#### [Exercise goal]
In the following material, identify every line holding the string "IntoResponse" and return it.

#### [Dataset extract]

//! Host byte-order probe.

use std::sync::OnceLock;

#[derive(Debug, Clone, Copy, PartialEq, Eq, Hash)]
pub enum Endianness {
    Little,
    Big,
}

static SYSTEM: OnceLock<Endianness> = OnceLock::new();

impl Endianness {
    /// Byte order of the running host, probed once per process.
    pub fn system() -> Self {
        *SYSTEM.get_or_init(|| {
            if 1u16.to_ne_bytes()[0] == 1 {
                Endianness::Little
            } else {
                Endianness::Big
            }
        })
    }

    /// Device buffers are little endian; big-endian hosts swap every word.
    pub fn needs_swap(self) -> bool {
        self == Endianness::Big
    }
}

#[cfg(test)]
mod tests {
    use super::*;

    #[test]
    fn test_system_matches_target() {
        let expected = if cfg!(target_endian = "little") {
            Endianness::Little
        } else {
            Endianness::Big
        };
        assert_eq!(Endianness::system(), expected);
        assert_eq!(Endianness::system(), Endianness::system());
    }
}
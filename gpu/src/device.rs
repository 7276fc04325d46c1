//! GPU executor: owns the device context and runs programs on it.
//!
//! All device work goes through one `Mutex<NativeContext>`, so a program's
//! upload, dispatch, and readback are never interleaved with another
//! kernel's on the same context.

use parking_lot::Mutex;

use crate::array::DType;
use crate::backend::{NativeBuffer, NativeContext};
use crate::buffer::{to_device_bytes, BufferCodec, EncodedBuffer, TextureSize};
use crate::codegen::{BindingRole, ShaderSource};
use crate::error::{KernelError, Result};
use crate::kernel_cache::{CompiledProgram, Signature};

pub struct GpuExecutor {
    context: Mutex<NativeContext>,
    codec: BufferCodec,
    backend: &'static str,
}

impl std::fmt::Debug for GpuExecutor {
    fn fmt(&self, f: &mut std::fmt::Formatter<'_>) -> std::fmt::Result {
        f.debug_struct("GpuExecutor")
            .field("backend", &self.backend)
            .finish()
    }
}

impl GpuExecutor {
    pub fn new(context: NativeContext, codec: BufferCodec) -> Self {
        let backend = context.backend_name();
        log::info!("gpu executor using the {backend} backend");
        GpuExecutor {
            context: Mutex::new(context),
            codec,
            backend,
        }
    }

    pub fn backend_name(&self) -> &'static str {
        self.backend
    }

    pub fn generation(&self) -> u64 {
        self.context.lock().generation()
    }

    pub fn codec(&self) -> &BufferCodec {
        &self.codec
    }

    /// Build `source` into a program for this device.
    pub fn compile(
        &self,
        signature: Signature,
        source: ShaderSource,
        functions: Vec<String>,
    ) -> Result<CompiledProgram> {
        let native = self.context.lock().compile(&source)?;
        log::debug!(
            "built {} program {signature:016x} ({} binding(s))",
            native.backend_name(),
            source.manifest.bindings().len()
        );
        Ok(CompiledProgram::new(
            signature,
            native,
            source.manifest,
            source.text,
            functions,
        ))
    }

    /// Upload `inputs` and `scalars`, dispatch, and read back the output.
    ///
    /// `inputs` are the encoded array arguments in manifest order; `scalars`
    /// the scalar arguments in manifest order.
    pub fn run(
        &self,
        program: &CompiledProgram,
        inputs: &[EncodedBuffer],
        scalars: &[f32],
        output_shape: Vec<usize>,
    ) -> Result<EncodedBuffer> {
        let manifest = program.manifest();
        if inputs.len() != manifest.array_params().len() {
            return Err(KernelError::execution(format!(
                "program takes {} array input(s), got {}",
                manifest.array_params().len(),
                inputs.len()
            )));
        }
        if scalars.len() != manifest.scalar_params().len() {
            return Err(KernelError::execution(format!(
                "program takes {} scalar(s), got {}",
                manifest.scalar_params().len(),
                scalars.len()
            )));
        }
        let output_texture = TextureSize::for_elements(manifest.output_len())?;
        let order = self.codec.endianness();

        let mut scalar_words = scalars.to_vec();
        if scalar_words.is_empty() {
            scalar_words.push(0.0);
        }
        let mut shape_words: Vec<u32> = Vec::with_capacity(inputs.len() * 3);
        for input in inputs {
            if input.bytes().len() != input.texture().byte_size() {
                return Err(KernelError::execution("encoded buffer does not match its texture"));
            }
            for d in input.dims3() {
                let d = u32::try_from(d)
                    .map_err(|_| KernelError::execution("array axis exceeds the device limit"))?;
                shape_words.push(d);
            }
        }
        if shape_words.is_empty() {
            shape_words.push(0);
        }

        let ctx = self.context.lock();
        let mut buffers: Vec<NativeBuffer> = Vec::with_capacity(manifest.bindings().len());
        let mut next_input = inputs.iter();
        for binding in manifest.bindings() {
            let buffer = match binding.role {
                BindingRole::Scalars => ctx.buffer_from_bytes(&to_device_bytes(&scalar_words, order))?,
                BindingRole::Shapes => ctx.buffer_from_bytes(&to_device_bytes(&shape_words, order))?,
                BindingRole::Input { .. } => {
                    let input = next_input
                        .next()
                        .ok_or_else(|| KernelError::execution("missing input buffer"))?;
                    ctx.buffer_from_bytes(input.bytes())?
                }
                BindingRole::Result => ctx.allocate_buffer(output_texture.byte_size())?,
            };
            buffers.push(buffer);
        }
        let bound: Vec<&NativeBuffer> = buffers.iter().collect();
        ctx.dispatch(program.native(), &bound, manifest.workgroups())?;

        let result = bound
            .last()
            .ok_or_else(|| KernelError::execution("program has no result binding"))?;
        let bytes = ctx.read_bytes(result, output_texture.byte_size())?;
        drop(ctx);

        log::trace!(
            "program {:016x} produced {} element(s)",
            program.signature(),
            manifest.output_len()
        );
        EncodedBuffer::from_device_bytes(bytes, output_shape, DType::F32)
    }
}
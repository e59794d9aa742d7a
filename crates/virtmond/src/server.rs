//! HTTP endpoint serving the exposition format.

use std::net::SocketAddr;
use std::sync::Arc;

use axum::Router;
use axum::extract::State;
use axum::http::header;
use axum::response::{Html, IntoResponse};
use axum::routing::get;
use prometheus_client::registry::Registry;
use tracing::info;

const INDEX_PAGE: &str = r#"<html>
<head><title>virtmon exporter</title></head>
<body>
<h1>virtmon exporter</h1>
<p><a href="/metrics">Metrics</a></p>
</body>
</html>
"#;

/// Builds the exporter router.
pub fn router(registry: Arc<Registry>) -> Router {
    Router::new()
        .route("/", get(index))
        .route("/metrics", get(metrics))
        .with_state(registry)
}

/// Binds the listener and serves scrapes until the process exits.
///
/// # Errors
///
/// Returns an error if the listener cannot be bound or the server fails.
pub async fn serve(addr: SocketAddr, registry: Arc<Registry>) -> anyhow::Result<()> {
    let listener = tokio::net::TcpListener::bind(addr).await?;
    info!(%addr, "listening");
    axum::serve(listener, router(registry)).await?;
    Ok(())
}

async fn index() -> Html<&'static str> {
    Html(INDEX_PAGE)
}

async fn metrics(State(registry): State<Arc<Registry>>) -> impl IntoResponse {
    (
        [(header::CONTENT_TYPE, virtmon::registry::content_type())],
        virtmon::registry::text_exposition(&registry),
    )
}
* * *
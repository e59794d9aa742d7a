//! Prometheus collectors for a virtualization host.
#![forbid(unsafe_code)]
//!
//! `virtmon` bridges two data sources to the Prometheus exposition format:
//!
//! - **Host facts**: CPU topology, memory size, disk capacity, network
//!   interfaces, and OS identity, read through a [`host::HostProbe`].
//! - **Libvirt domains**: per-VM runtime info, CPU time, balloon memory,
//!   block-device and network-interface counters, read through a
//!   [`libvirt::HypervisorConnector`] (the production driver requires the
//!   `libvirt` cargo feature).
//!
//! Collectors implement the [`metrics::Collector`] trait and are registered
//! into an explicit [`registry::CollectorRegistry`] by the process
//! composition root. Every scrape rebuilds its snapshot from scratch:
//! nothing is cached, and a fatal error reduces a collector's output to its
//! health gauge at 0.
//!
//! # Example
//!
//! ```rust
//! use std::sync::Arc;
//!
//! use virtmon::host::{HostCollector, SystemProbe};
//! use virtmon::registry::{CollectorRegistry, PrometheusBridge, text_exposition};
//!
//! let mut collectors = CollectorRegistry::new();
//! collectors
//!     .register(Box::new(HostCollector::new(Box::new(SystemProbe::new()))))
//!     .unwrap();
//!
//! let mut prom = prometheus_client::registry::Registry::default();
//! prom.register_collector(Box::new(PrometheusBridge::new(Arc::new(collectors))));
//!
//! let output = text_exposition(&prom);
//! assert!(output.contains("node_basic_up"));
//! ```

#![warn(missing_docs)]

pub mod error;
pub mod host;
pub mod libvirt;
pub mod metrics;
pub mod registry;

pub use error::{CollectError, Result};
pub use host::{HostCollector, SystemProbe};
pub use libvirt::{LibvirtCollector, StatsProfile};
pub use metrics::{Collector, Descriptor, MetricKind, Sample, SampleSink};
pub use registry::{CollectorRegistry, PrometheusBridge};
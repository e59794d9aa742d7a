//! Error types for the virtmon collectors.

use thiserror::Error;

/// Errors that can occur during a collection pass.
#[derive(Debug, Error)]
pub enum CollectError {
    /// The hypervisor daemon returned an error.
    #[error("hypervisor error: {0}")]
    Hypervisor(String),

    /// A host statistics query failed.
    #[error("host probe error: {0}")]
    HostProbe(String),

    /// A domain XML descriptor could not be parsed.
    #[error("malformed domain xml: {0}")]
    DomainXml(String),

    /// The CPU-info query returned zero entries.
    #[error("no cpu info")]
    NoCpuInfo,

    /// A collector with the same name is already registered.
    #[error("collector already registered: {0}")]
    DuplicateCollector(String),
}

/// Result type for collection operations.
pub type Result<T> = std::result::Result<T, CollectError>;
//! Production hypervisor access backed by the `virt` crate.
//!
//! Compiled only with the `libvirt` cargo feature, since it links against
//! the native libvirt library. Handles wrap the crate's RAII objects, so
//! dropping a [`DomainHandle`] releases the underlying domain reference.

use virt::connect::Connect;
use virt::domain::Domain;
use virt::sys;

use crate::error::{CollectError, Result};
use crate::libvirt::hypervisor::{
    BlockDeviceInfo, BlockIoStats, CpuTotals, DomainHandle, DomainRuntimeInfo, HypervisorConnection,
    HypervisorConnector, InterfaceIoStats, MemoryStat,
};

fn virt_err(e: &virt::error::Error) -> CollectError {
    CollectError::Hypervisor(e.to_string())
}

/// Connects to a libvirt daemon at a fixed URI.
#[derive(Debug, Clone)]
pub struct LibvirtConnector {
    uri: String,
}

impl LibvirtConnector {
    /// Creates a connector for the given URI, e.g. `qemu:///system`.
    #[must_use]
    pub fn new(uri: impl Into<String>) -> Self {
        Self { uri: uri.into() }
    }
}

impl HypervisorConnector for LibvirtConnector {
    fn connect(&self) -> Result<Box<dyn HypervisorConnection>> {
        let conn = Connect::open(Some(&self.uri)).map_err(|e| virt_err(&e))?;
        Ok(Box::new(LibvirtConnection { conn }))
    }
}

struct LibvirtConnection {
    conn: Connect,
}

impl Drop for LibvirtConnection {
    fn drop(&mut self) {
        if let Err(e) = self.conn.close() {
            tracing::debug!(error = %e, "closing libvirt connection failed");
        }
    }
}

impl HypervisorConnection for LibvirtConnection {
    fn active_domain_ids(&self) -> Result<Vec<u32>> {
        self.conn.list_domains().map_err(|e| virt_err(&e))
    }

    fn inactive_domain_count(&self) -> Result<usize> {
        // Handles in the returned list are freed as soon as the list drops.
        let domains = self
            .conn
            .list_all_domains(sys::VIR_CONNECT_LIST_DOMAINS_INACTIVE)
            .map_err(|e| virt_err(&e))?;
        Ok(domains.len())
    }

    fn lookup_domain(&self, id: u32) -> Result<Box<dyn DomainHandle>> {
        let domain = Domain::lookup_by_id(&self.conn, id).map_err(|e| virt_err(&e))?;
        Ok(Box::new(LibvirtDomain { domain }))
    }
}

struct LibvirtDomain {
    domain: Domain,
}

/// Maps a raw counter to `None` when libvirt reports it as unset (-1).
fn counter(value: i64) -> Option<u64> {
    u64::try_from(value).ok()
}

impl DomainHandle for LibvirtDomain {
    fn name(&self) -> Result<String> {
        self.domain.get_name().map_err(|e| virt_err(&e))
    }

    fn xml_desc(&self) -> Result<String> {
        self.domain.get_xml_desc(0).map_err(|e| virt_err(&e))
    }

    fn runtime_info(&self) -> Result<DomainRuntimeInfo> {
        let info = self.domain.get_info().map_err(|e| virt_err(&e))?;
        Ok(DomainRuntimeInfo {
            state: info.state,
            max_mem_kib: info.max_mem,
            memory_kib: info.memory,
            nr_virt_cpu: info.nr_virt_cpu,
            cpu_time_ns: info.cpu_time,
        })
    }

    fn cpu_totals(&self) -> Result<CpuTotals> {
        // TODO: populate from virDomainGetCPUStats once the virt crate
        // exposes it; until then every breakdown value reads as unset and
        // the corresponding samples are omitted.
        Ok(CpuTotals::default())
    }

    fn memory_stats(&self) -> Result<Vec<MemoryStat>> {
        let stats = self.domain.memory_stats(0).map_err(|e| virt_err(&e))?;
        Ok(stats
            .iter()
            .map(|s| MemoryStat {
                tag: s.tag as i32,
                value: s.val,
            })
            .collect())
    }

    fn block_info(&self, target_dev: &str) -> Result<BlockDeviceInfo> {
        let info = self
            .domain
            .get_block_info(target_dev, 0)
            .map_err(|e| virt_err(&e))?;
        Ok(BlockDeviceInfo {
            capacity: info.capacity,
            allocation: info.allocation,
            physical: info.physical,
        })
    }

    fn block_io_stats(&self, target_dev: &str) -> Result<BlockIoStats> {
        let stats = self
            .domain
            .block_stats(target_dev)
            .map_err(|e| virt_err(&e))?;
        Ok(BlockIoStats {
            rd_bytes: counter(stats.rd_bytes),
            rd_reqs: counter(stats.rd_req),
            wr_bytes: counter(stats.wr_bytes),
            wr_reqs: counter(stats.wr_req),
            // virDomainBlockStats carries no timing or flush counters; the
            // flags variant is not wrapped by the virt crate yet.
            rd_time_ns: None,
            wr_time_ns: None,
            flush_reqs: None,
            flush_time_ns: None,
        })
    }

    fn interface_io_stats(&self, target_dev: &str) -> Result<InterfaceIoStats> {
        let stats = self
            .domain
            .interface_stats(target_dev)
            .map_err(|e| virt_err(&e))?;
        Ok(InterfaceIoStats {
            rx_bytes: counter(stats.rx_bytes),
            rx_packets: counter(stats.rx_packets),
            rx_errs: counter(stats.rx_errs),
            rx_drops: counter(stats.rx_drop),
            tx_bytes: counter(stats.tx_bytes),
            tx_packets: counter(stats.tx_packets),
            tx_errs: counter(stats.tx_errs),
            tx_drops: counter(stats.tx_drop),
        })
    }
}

#### [Solution for this task]
use axum::response::{Html, IntoResponse};
async fn metrics(State(registry): State<Arc<Registry>>) -> impl IntoResponse {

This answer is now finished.